Most of the time I agree with him. But this weekend, he and I had a little dispute about employee engagement — which is, after all, my sacred cow.

I had tweeted a quote from SAS Institute’s CEO, Jim Goodnight: “If you keep your workers happy, they’ll keep their customers happy… the company is happy.”  Makes sense to me, especially coming from the founder of a famously successful company, which also appears regularly on the Fortune Best Companies to Work For list (this year SAS is #1).  He isn’t suffering from a lack of really great resumes for the few jobs that open up. His turnover is practically nonexistent.

Steve’s considered opinion of my tweet boiled down to two words, “Not necessarily,” and then he included a link to an article he wrote on the subject in The Wall Street Journal, debunking the beliefs around employee engagement.

In his column, he used expressions like “unbridled joy,”  “glee,” and that old standby “irrational exuberance.” The accompanying cartoon showed two distinctly different employees — one who is a grouchy grind, the other a laidback glad-hander whose hail-fellow-well-met personality would drive even Mother Theresa to extremes.  Steve quoted some research that showed that unhappy workers made half as many mistakes as their more cheerful counterparts. And that “optimists are less vigilant about taking care of their health, less fastidious about safety protocols and less inclined to save money.”

I would say that those “optimists” weren’t necessarily “happy” employees. They were just individuals with some kind of personality disorder. As for the Grouchy Guses? Who’s to say they were unhappy? Maybe they were just frowning with concentration.  Or maybe being cranky makes them happy.

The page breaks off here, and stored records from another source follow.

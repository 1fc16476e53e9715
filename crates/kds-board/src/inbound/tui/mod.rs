//! Terminal adapter: the board screen and its key handling.
//!
//! The loop draws every pass and spends the rest of each tick waiting on the
//! keyboard, so key presses repaint immediately while the age clocks tick
//! about four times a second. Status changes run on spawned tasks; the
//! screen never blocks on the network.

pub mod draw;

use std::io::{self, Write};
use std::sync::Arc;
use std::time::{Duration, Instant};

use chrono::Utc;
use crossterm::event::{self, Event, KeyCode, KeyEventKind};
use crossterm::execute;
use crossterm::terminal::{
    disable_raw_mode, enable_raw_mode, EnterAlternateScreen, LeaveAlternateScreen,
};
use kds_types::domain::lane::Lane;
use kds_types::ports::order_source::OrderSource;
use ratatui::backend::CrosstermBackend;
use ratatui::Terminal;
use tokio::sync::mpsc;

use crate::application::alerts::cue_count;
use crate::application::board::{BoardService, BoardState, SyncTrigger};
use crate::notice::Notice;
use draw::ScreenState;

const TICK: Duration = Duration::from_millis(250);

#[derive(Debug, Clone, Copy, PartialEq, Eq)]
enum Flow {
    Continue,
    Quit,
}

pub struct BoardTui<S: OrderSource> {
    service: Arc<BoardService<S>>,
    triggers: mpsc::Sender<SyncTrigger>,
    sound_on: bool,
    focused: Lane,
    selected: [usize; 3],
}

impl<S: OrderSource> BoardTui<S> {
    pub fn new(
        service: Arc<BoardService<S>>,
        triggers: mpsc::Sender<SyncTrigger>,
        sound_on: bool,
    ) -> Self {
        Self {
            service,
            triggers,
            sound_on,
            focused: Lane::Received,
            selected: [0; 3],
        }
    }

    /// Own the terminal until the operator quits. Raw mode is undone on the
    /// way out and from a panic hook, so a crash never leaves the shell in
    /// the alternate screen.
    pub async fn run(mut self) -> anyhow::Result<()> {
        let default_hook = std::panic::take_hook();
        std::panic::set_hook(Box::new(move |info| {
            let _ = disable_raw_mode();
            let _ = execute!(io::stdout(), LeaveAlternateScreen);
            default_hook(info);
        }));

        enable_raw_mode()?;
        let mut stdout = io::stdout();
        execute!(stdout, EnterAlternateScreen)?;
        let backend = CrosstermBackend::new(stdout);
        let mut terminal = Terminal::new(backend)?;

        let result = self.screen_loop(&mut terminal).await;

        disable_raw_mode()?;
        execute!(terminal.backend_mut(), LeaveAlternateScreen)?;
        terminal.show_cursor()?;
        result
    }

    async fn screen_loop(
        &mut self,
        terminal: &mut Terminal<CrosstermBackend<io::Stdout>>,
    ) -> anyhow::Result<()> {
        let mut last_tick = Instant::now();
        loop {
            let board = self.service.state().await;
            self.clamp_selection(&board);
            let screen = ScreenState {
                focused: self.focused,
                selected: self.selected,
                sound_on: self.sound_on,
                now: Utc::now(),
            };
            terminal.draw(|f| draw::draw(f, &board, &screen))?;

            let timeout = TICK.saturating_sub(last_tick.elapsed());
            if event::poll(timeout)? {
                if let Event::Key(key) = event::read()? {
                    if key.kind == KeyEventKind::Press
                        && self.handle_key(key.code, &board).await == Flow::Quit
                    {
                        return Ok(());
                    }
                }
            }

            if last_tick.elapsed() >= TICK {
                last_tick = Instant::now();
                self.service.expire_notice().await;
                let cues = self.service.take_cues().await;
                chime(cue_count(cues, self.sound_on));
            }
        }
    }

    async fn handle_key(&mut self, code: KeyCode, board: &BoardState) -> Flow {
        match code {
            KeyCode::Char('q') | KeyCode::Esc => return Flow::Quit,
            KeyCode::Left => self.focused = cycle(self.focused, -1),
            KeyCode::Right => self.focused = cycle(self.focused, 1),
            KeyCode::Char('1') => self.focused = Lane::Received,
            KeyCode::Char('2') => self.focused = Lane::Preparing,
            KeyCode::Char('3') => self.focused = Lane::Ready,
            KeyCode::Up => {
                let sel = &mut self.selected[self.focused.index()];
                *sel = sel.saturating_sub(1);
            }
            KeyCode::Down => {
                let len = board.lanes.lane(self.focused).len();
                let sel = &mut self.selected[self.focused.index()];
                if *sel + 1 < len {
                    *sel += 1;
                }
            }
            KeyCode::Enter => self.dispatch(board),
            KeyCode::Char('r') => {
                let _ = self.triggers.try_send(SyncTrigger::Manual);
            }
            KeyCode::Char('s') => {
                self.sound_on = !self.sound_on;
                let text = if self.sound_on {
                    "sound on"
                } else {
                    "sound off"
                };
                self.service.push_notice(Notice::info(text)).await;
            }
            _ => {}
        }
        Flow::Continue
    }

    /// Fire the focused card's action on a worker task and resync behind it.
    /// Precondition checks live in the service; a blocked card only costs a
    /// footer notice.
    fn dispatch(&self, board: &BoardState) {
        let lane = self.focused;
        let Some(order) = board.lanes.lane(lane).get(self.selected[lane.index()]) else {
            return;
        };
        let id = order.id;
        let service = Arc::clone(&self.service);
        let triggers = self.triggers.clone();
        tokio::spawn(async move {
            if let Ok(Some(_)) = service.advance(lane, id).await {
                let _ = triggers.send(SyncTrigger::PostAction).await;
            }
        });
    }

    fn clamp_selection(&mut self, board: &BoardState) {
        for lane in Lane::ALL {
            let len = board.lanes.lane(lane).len();
            let sel = &mut self.selected[lane.index()];
            if len == 0 {
                *sel = 0;
            } else if *sel >= len {
                *sel = len - 1;
            }
        }
    }
}

fn cycle(lane: Lane, step: isize) -> Lane {
    let len = Lane::ALL.len() as isize;
    let idx = (lane.index() as isize + step).rem_euclid(len);
    Lane::ALL[idx as usize]
}

/// Terminal bell, once per fresh ticket. The alternate screen passes the
/// control byte through untouched.
fn chime(count: usize) {
    if count == 0 {
        return;
    }
    let mut out = io::stdout();
    for _ in 0..count {
        let _ = out.write_all(b"\x07");
    }
    let _ = out.flush();
}

#[cfg(test)]
mod tests {
    use super::*;

    #[test]
    fn lane_focus_cycles_both_ways() {
        assert_eq!(cycle(Lane::Received, 1), Lane::Preparing);
        assert_eq!(cycle(Lane::Preparing, 1), Lane::Ready);
        assert_eq!(cycle(Lane::Ready, 1), Lane::Received);
        assert_eq!(cycle(Lane::Received, -1), Lane::Ready);
        assert_eq!(cycle(Lane::Ready, -1), Lane::Preparing);
    }
}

Steve unintentionally raises a challenge here to the engagement community — and to those employers who aspire to have an inspiring workplace culture.  What exactly does happy mean to you, in terms of the kind of employees you want to attract?  What kind of happiness can you confidently serve up in your workplace that would produce the best outcome for all your stakeholders? And would that bring on board the kinds of people whose workstyles would make you happy as their leader?

I have found over the years that those who scoff at the notion of an employer’s responsibility to make his employees happy have a very limited, specific and not very flattering idea of what “happiness” looks like on the job.  It’s not all giggles, free dry cleaning and your faithful dog snoozing at your feet.  It’s about doing work that means something to you alongside people you respect.

As much as I hate to say it, Steve was right (but decidedly unhelpful) when he said, “Not necessarily.” There are some people who would be content and creative workers anywhere. And some who would always find something to complain about.  And either way, I would say that the employees’ frame of mind will show up in the customer experience. Which was the ultimate point of my tweet.

As an employer, you need to make sure your workplace culture is set up in a sustainable, authentic way, with the company values explicitly stated. And then find employees who would be happy there.  If you don’t want to serve up a cotton-candy and Ferris wheel experience, don’t promise it. And then you won’t attract candidates looking for a day at the fair.